INFORMATION GIVEN »

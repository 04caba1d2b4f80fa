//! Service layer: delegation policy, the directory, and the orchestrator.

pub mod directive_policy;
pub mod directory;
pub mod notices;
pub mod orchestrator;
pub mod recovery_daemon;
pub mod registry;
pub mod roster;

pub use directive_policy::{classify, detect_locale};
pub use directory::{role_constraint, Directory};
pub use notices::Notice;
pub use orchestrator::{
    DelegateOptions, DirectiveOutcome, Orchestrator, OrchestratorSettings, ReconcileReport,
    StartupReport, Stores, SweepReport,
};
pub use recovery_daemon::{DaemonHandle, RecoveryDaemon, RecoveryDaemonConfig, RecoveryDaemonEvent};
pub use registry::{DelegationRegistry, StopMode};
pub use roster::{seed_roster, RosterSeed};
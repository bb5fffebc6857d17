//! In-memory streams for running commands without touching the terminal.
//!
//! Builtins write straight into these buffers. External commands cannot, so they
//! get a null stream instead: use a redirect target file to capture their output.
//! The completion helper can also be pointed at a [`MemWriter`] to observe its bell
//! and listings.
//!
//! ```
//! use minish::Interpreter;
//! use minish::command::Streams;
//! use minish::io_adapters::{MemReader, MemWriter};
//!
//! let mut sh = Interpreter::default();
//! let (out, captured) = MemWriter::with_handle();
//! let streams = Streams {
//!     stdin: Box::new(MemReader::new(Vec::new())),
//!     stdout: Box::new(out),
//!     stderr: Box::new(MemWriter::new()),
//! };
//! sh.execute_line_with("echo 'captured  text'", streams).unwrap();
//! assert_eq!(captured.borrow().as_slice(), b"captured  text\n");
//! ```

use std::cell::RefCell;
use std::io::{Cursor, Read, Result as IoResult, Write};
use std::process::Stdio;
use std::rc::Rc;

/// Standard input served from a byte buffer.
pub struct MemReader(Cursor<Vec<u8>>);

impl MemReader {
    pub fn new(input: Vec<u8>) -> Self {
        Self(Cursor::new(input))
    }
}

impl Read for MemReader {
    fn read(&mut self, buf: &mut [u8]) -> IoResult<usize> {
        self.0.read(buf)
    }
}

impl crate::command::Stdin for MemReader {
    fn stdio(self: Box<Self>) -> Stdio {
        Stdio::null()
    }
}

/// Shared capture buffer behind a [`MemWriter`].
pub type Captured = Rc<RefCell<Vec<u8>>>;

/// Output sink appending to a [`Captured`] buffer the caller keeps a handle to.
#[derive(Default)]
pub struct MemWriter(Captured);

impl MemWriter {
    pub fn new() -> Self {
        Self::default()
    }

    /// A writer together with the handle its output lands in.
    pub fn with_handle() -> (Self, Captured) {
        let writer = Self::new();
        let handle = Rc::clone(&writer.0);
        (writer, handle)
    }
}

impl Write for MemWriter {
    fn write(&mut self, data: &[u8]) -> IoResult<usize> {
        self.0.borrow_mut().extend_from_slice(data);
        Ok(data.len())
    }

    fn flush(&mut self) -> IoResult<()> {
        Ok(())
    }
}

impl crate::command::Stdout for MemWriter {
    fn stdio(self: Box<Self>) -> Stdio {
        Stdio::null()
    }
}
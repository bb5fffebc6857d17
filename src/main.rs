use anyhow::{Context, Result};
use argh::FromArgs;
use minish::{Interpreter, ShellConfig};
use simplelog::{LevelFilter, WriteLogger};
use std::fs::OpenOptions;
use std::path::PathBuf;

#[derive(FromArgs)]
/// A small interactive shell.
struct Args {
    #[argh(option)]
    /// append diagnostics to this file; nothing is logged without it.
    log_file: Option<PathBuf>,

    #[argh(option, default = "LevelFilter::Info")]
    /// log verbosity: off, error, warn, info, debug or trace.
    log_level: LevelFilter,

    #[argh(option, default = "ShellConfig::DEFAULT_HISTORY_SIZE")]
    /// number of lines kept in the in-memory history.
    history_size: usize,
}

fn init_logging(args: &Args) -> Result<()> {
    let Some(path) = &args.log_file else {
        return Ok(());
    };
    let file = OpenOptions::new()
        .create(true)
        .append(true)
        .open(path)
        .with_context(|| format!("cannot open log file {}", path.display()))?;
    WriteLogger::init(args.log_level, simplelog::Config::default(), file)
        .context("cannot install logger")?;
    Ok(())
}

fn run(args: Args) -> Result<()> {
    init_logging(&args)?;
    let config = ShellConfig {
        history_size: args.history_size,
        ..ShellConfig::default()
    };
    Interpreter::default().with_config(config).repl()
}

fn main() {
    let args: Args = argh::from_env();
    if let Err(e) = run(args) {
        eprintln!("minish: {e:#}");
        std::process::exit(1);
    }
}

EXERCISE INSTRUCTIONS » A single figure is required: the number of lines above in which the word "crate" occurs.

TASK ANSWER » 2